Nowadays, most visitors go to Pingxi to enjoy a scenic train journey and buy a ready-to-fly lantern from a local vendor. Before launching the lantern, it is customary to write something on the side using a calligraphy brush – perhaps a general wish for health and happiness, or maybe a more specific request for success in business or love. Releasing a personalized lantern and watching it rise in the night sky until it has shrunk to a yellow speck is a romantic moment thousands of couples have shared.

In southern Taiwan, Yanshui in Tainan offers a unique experience on the 15th day of the first lunar month each year. This ancient town’s Beehive Fireworks Festival is an extraordinary audience-participation fireworks parade that commemorates the defeat of a cholera epidemic in the 19th century.
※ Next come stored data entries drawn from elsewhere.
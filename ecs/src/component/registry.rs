use std::{
    any::TypeId,
    sync::{
        RwLock,
        atomic::{AtomicU32, Ordering},
    },
};

use dashmap::DashMap;

use crate::component::{Component, Id, Info};

/// A thread-safe registry assigning each component type a stable [`Id`].
///
/// Registration is idempotent: the first call for a type mints the next
/// sequential id and captures its [`Info`] descriptor; later calls return the
/// existing id. Lookups are lock-free reads through a sharded concurrent map,
/// so queries and command buffers can register types from `&self`.
pub struct Registry {
    /// Map from Rust TypeId to our Id. Lock-free reads via sharded concurrent hashmap.
    type_map: DashMap<TypeId, Id>,

    /// Descriptors indexed by id. Protected by RwLock for rare writes.
    infos: RwLock<Vec<Option<Info>>>,

    /// Next available component identifier.
    next_id: AtomicU32,
}

impl Default for Registry {
    fn default() -> Self {
        Self::new()
    }
}

impl Registry {
    /// Create a new, empty registry.
    #[inline]
    pub fn new() -> Self {
        Self {
            type_map: DashMap::new(),
            infos: RwLock::new(Vec::new()),
            next_id: AtomicU32::new(0),
        }
    }

    /// Register component type `C`, returning its id.
    ///
    /// If the type is already registered, returns the existing id.
    pub fn register<C: Component>(&self) -> Id {
        let type_id = TypeId::of::<C>();

        // Fast path: already registered (lock-free read)
        if let Some(existing) = self.type_map.get(&type_id) {
            return *existing;
        }

        // Slow path: use the entry API to handle racing registrations
        match self.type_map.entry(type_id) {
            dashmap::Entry::Occupied(occupied) => *occupied.get(),
            dashmap::Entry::Vacant(vacant) => {
                let id = Id::new(self.next_id.fetch_add(1, Ordering::Relaxed));

                let mut infos = self.infos.write().unwrap();
                let index = id.index();
                if index >= infos.len() {
                    infos.resize(index + 1, None);
                }
                infos[index] = Some(Info::new::<C>(id));
                vacant.insert(id);

                id
            }
        }
    }

    /// Register component type `C` and return its full descriptor.
    #[inline]
    pub fn register_info<C: Component>(&self) -> Info {
        let id = self.register::<C>();
        self.info(id).expect("registered component has info")
    }

    /// Get the id for a type, if registered.
    #[inline]
    pub fn get<C: Component>(&self) -> Option<Id> {
        self.type_map.get(&TypeId::of::<C>()).map(|entry| *entry)
    }

    /// Get the descriptor for a registered id.
    #[inline]
    pub fn info(&self, id: Id) -> Option<Info> {
        let infos = self.infos.read().unwrap();
        infos.get(id.index()).and_then(|info| *info)
    }

    /// Get the number of registered component types.
    #[inline]
    pub fn len(&self) -> usize {
        self.next_id.load(Ordering::Relaxed) as usize
    }

    /// Check if no component types are registered.
    #[inline]
    pub fn is_empty(&self) -> bool {
        self.len() == 0
    }
}
#[cfg(test)]
mod tests {
    use std::sync::Arc;
    use std::sync::atomic::{AtomicUsize, Ordering};

    use quarry_macros::Component;

    use super::*;

    #[derive(Component, Debug, Clone, Copy, PartialEq)]
    struct Position {
        x: f32,
        y: f32,
    }

    #[derive(Component, Debug, Clone, Copy, PartialEq)]
    struct Velocity {
        dx: f32,
        dy: f32,
    }

    #[derive(Component, Debug)]
    struct DropTracker(Arc<AtomicUsize>);

    impl Drop for DropTracker {
        fn drop(&mut self) {
            self.0.fetch_add(1, Ordering::SeqCst);
        }
    }

    #[test]
    fn nothing_applies_before_run() {
        // Given
        let mut storage = Storage::new();
        let entity = storage.create_entity();
        let mut commands = storage.command_buffer();

        // When
        commands.add_component(entity, Position { x: 1.0, y: 2.0 });
        commands.delete_entity(entity);

        // Then - storage untouched so far
        assert!(storage.get::<Position>(entity).is_none());
        assert!(storage.contains(entity));
        assert_eq!(commands.len(), 2);

        // When
        commands.run(&mut storage);

        // Then - both records applied, in order
        assert!(!storage.contains(entity));
        assert!(commands.is_empty());
        storage.check_invariants();
    }

    #[test]
    fn create_entity_is_eagerly_minted() {
        // Given
        let mut storage = Storage::new();
        let mut commands = storage.command_buffer();

        // When
        let pending = commands.create_entity(&mut storage);

        // Then - registered immediately, component-less
        assert!(storage.contains(pending.entity()));
        assert!(storage.signature_of(pending.entity()).unwrap().is_empty());

        // And the id is targetable by later commands in the batch
        commands.add_component(pending, Position { x: 5.0, y: 5.0 });
        commands.run(&mut storage);
        assert_eq!(
            storage.get::<Position>(pending.entity()),
            Some(&Position { x: 5.0, y: 5.0 })
        );
        storage.check_invariants();
    }

    #[test]
    fn pending_entity_can_be_deleted_in_the_same_batch() {
        // Given
        let mut storage = Storage::new();
        let mut commands = storage.command_buffer();

        // When
        let pending = commands.create_entity(&mut storage);
        commands.add_component(pending, Position { x: 0.0, y: 0.0 });
        commands.delete_entity(pending);
        commands.run(&mut storage);

        // Then
        assert!(!storage.contains(pending.entity()));
        storage.check_invariants();
    }

    #[test]
    fn duplicate_deletes_are_tolerated() {
        // Given
        let mut storage = Storage::new();
        let entity = storage.create_entity();
        let mut commands = storage.command_buffer();

        // When - the same delete recorded twice
        commands.delete_entity(entity);
        commands.delete_entity(entity);
        commands.run(&mut storage);

        // Then
        assert!(!storage.contains(entity));
        storage.check_invariants();
    }

    #[test]
    fn add_then_remove_in_one_batch() {
        // Given
        let mut storage = Storage::new();
        let entity = storage.create_entity();
        let mut commands = storage.command_buffer();

        // When
        commands.add_component(entity, Position { x: 1.0, y: 1.0 });
        commands.add_component(entity, Velocity { dx: 2.0, dy: 2.0 });
        commands.remove_component::<Position>(entity);
        commands.run(&mut storage);

        // Then - insertion order: both added, then Position removed
        assert!(storage.get::<Position>(entity).is_none());
        assert_eq!(
            storage.get::<Velocity>(entity),
            Some(&Velocity { dx: 2.0, dy: 2.0 })
        );
        storage.check_invariants();
    }

    #[test]
    fn duplicate_buffered_add_destroys_rejected_payload() {
        // Given
        let counter = Arc::new(AtomicUsize::new(0));
        let mut storage = Storage::new();
        let entity = storage.create_entity();
        let mut commands = storage.command_buffer();

        // When - two adds of the same component type for one entity
        commands.add_component(entity, DropTracker(counter.clone()));
        commands.add_component(entity, DropTracker(counter.clone()));
        commands.run(&mut storage);

        // Then - the first won; the second was destroyed by the executor
        assert_eq!(counter.load(Ordering::SeqCst), 1);

        // And teardown destroys the survivor exactly once
        drop(storage);
        assert_eq!(counter.load(Ordering::SeqCst), 2);
    }

    #[test]
    fn discard_destroys_unexecuted_payloads() {
        // Given
        let counter = Arc::new(AtomicUsize::new(0));
        let mut storage = Storage::new();
        let entities: Vec<_> = (0..5).map(|_| storage.create_entity()).collect();
        let mut commands = storage.command_buffer();
        for &entity in &entities {
            commands.add_component(entity, DropTracker(counter.clone()));
        }

        // When
        commands.discard();

        // Then - every payload destroyed, storage unchanged
        assert_eq!(counter.load(Ordering::SeqCst), 5);
        assert!(commands.is_empty());
        for &entity in &entities {
            assert!(storage.get::<DropTracker>(entity).is_none());
        }
        storage.check_invariants();
    }

    #[test]
    fn dropping_a_buffer_discards_pending_records() {
        // Given
        let counter = Arc::new(AtomicUsize::new(0));
        let mut storage = Storage::new();
        let entities: Vec<_> = (0..5).map(|_| storage.create_entity()).collect();

        // When
        {
            let mut commands = storage.command_buffer();
            for &entity in &entities {
                commands.add_component(entity, DropTracker(counter.clone()));
            }
        }

        // Then
        assert_eq!(counter.load(Ordering::SeqCst), 5);
        storage.check_invariants();
    }

    #[test]
    fn buffer_is_reusable_after_run() {
        // Given
        let mut storage = Storage::new();
        let entity = storage.create_entity();
        let mut commands = storage.command_buffer();

        // When - first batch
        commands.add_component(entity, Position { x: 1.0, y: 1.0 });
        commands.run(&mut storage);

        // And a second batch through the same buffer
        commands.add_component(entity, Velocity { dx: 2.0, dy: 2.0 });
        commands.run(&mut storage);

        // Then
        assert!(storage.get::<Position>(entity).is_some());
        assert!(storage.get::<Velocity>(entity).is_some());
        storage.check_invariants();
    }

    #[test]
    fn over_aligned_payloads_survive_the_log() {
        // Given
        #[derive(Component, Debug, Clone, Copy, PartialEq)]
        #[repr(align(32))]
        struct Simd([f32; 8]);

        let mut storage = Storage::new();
        let entity = storage.create_entity();
        let mut commands = storage.command_buffer();

        // When
        commands.add_component(entity, Simd([1.5; 8]));
        commands.run(&mut storage);

        // Then
        assert_eq!(storage.get::<Simd>(entity), Some(&Simd([1.5; 8])));
        storage.check_invariants();
    }
}
use std::{alloc::Layout, any::TypeId, ptr::NonNull};

use crate::component::{Component, Id};

/// Metadata about a registered component type.
///
/// Contains everything the type-erased storage needs to manage instances it
/// cannot name: the memory layout and the drop function. The `TypeId` is kept
/// for runtime checks on the typed access paths.
#[derive(Debug, Clone, Copy)]
pub struct Info {
    /// The component id assigned by the registry.
    id: Id,

    /// The Rust TypeId for runtime type checking.
    type_id: TypeId,

    /// The memory layout of one instance.
    layout: Layout,

    /// The drop function for one instance (a no-op for types without drop glue).
    drop_fn: unsafe fn(NonNull<u8>),
}

impl Info {
    /// Construct the Info descriptor for component type `C`.
    pub(crate) fn new<C: Component>(id: Id) -> Self {
        let drop_fn = if std::mem::needs_drop::<C>() {
            Self::drop_impl::<C>
        } else {
            Self::drop_noop
        };
        Self {
            id,
            type_id: TypeId::of::<C>(),
            layout: Layout::new::<C>(),
            drop_fn,
        }
    }

    /// Get the component id.
    #[inline]
    pub fn id(&self) -> Id {
        self.id
    }

    /// Get the Rust TypeId.
    #[inline]
    pub fn type_id(&self) -> TypeId {
        self.type_id
    }

    /// Get the memory layout of one instance.
    #[inline]
    pub fn layout(&self) -> Layout {
        self.layout
    }

    /// Check if this is a zero-sized type.
    #[inline]
    pub fn is_zero_sized(&self) -> bool {
        self.layout.size() == 0
    }

    /// Get the drop function.
    ///
    /// # Safety
    /// The returned function must be called at most once per instance, with a
    /// pointer to a live, properly aligned instance of this component type.
    #[inline]
    pub fn drop_fn(&self) -> unsafe fn(NonNull<u8>) {
        self.drop_fn
    }

    /// Drop implementation for types that need drop.
    unsafe fn drop_impl<C>(ptr: NonNull<u8>) {
        unsafe {
            std::ptr::drop_in_place(ptr.as_ptr() as *mut C);
        }
    }

    /// No-op drop for types that don't need drop.
    unsafe fn drop_noop(_ptr: NonNull<u8>) {}
}
use crate::component::Id;

/// The canonical description of an archetype: its component ids, sorted
/// ascending with no duplicates.
///
/// The sorted representation is what makes signatures usable as map keys (two
/// archetypes are the same iff their signatures are equal) and lets the set
/// predicates below run as single merge passes.
#[derive(Debug, Clone, PartialEq, Eq, Hash)]
pub struct Signature {
    ids: Vec<Id>,
}

impl Signature {
    /// The empty signature, naming the archetype of component-less entities.
    pub const EMPTY: Self = Signature { ids: Vec::new() };

    /// Construct a signature from the given component ids.
    #[inline]
    pub fn new(ids: impl Into<Vec<Id>>) -> Self {
        let mut ids = ids.into();
        ids.sort();
        ids.dedup();
        ids.shrink_to_fit();

        Self { ids }
    }

    /// Get the component ids, sorted ascending.
    #[inline]
    pub fn ids(&self) -> &[Id] {
        &self.ids
    }

    /// Determine if this signature contains the given component id.
    #[inline]
    pub fn contains(&self, id: Id) -> bool {
        self.ids.binary_search(&id).is_ok()
    }

    /// The position of `id` in this signature, which is also the position of
    /// its column inside the archetype.
    #[inline]
    pub fn position(&self, id: Id) -> Option<usize> {
        self.ids.binary_search(&id).ok()
    }

    /// Determine if every id in `other` appears in this signature.
    ///
    /// Single merge pass over the two sorted lists.
    pub fn contains_all(&self, other: &Signature) -> bool {
        let mut own = self.ids.iter();
        for needed in &other.ids {
            loop {
                match own.next() {
                    Some(id) if id == needed => break,
                    Some(id) if id < needed => continue,
                    _ => return false,
                }
            }
        }
        true
    }

    /// Determine if this signature and `other` share no id.
    ///
    /// Single merge pass over the two sorted lists.
    pub fn is_disjoint(&self, other: &Signature) -> bool {
        let (mut i, mut j) = (0, 0);
        while i < self.ids.len() && j < other.ids.len() {
            match self.ids[i].cmp(&other.ids[j]) {
                std::cmp::Ordering::Less => i += 1,
                std::cmp::Ordering::Greater => j += 1,
                std::cmp::Ordering::Equal => return false,
            }
        }
        true
    }

    /// The signature with `id` inserted at its sorted position, and that
    /// position. The id must not already be present.
    pub fn with(&self, id: Id) -> (Signature, usize) {
        let slot = self
            .ids
            .binary_search(&id)
            .expect_err("component already in signature");
        let mut ids = Vec::with_capacity(self.ids.len() + 1);
        ids.extend_from_slice(&self.ids[..slot]);
        ids.push(id);
        ids.extend_from_slice(&self.ids[slot..]);
        (Signature { ids }, slot)
    }

    /// The signature with `id` removed, and the position it was removed from.
    /// The id must be present.
    pub fn without(&self, id: Id) -> (Signature, usize) {
        let slot = self
            .ids
            .binary_search(&id)
            .expect("component not in signature");
        let mut ids = Vec::with_capacity(self.ids.len() - 1);
        ids.extend_from_slice(&self.ids[..slot]);
        ids.extend_from_slice(&self.ids[slot + 1..]);
        (Signature { ids }, slot)
    }

    /// Returns true if this signature is empty.
    #[inline]
    pub fn is_empty(&self) -> bool {
        self.ids.is_empty()
    }

    /// Returns the number of component ids in this signature.
    #[inline]
    pub fn len(&self) -> usize {
        self.ids.len()
    }
}

impl From<Vec<Id>> for Signature {
    #[inline]
    fn from(value: Vec<Id>) -> Self {
        Signature::new(value)
    }
}

#[cfg(test)]
mod tests {
    use std::hash::{DefaultHasher, Hash, Hasher};

    use super::*;

    fn id(value: u32) -> Id {
        Id::new(value)
    }

    #[test]
    fn new_sorts_and_dedupes() {
        // Given / When
        let signature = Signature::new(vec![id(3), id(1), id(2), id(1)]);

        // Then
        assert_eq!(signature.ids(), &[id(1), id(2), id(3)]);
    }

    #[test]
    fn order_insensitive_equality_and_hash() {
        // Given
        let a = Signature::new(vec![id(2), id(1), id(3)]);
        let b = Signature::new(vec![id(1), id(2), id(3)]);

        // Then
        assert_eq!(a, b);
        let mut hasher_a = DefaultHasher::new();
        a.hash(&mut hasher_a);
        let mut hasher_b = DefaultHasher::new();
        b.hash(&mut hasher_b);
        assert_eq!(hasher_a.finish(), hasher_b.finish());
    }

    #[test]
    fn contains_and_position() {
        // Given
        let signature = Signature::new(vec![id(1), id(4), id(9)]);

        // Then
        assert!(signature.contains(id(4)));
        assert!(!signature.contains(id(5)));
        assert_eq!(signature.position(id(9)), Some(2));
        assert_eq!(signature.position(id(2)), None);
    }

    #[test]
    fn contains_all_is_superset_check() {
        // Given
        let big = Signature::new(vec![id(1), id(2), id(3), id(7)]);
        let sub = Signature::new(vec![id(2), id(7)]);
        let other = Signature::new(vec![id(2), id(8)]);

        // Then
        assert!(big.contains_all(&sub));
        assert!(big.contains_all(&big));
        assert!(big.contains_all(&Signature::EMPTY));
        assert!(!big.contains_all(&other));
        assert!(!sub.contains_all(&big));
    }

    #[test]
    fn disjoint_signatures() {
        // Given
        let a = Signature::new(vec![id(1), id(3), id(5)]);
        let b = Signature::new(vec![id(2), id(4)]);
        let c = Signature::new(vec![id(4), id(5)]);

        // Then
        assert!(a.is_disjoint(&b));
        assert!(b.is_disjoint(&a));
        assert!(!a.is_disjoint(&c));
        assert!(a.is_disjoint(&Signature::EMPTY));
    }

    #[test]
    fn with_inserts_at_sorted_position() {
        // Given
        let signature = Signature::new(vec![id(1), id(5)]);

        // When
        let (grown, slot) = signature.with(id(3));

        // Then
        assert_eq!(grown.ids(), &[id(1), id(3), id(5)]);
        assert_eq!(slot, 1);
        // Original unchanged
        assert_eq!(signature.len(), 2);
    }

    #[test]
    fn without_removes_at_position() {
        // Given
        let signature = Signature::new(vec![id(1), id(3), id(5)]);

        // When
        let (shrunk, slot) = signature.without(id(3));

        // Then
        assert_eq!(shrunk.ids(), &[id(1), id(5)]);
        assert_eq!(slot, 1);
    }

    #[test]
    #[should_panic(expected = "component already in signature")]
    fn with_rejects_duplicate() {
        let signature = Signature::new(vec![id(1)]);
        let _ = signature.with(id(1));
    }

    #[test]
    #[should_panic(expected = "component not in signature")]
    fn without_rejects_missing() {
        let signature = Signature::new(vec![id(1)]);
        let _ = signature.without(id(2));
    }
}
On the east coast, Taitung’s Bombing of Han Dan ritual, held on the same day, is equally unforgettable. Volunteers take turns representing Han Dan, a god of war and wealth, by standing on top of a bamboo platform carried through the streets. Once on board, and decked out in nothing but red shorts, gloves, and goggles, they are pelted with firecrackers. The god is said to hate the cold, and bestows good fortune on those who keep him warm by showering him with fireworks.

For more details about these events and other information useful to visitors, go to the Tourism Bureau’s Chinese-English-Japanese Lantern Festival website (http://theme.taiwan.net.tw/2015taiwanlantern/index.html) or call the 24-hour tourist information hotline (0800-011-765, free within Taiwan).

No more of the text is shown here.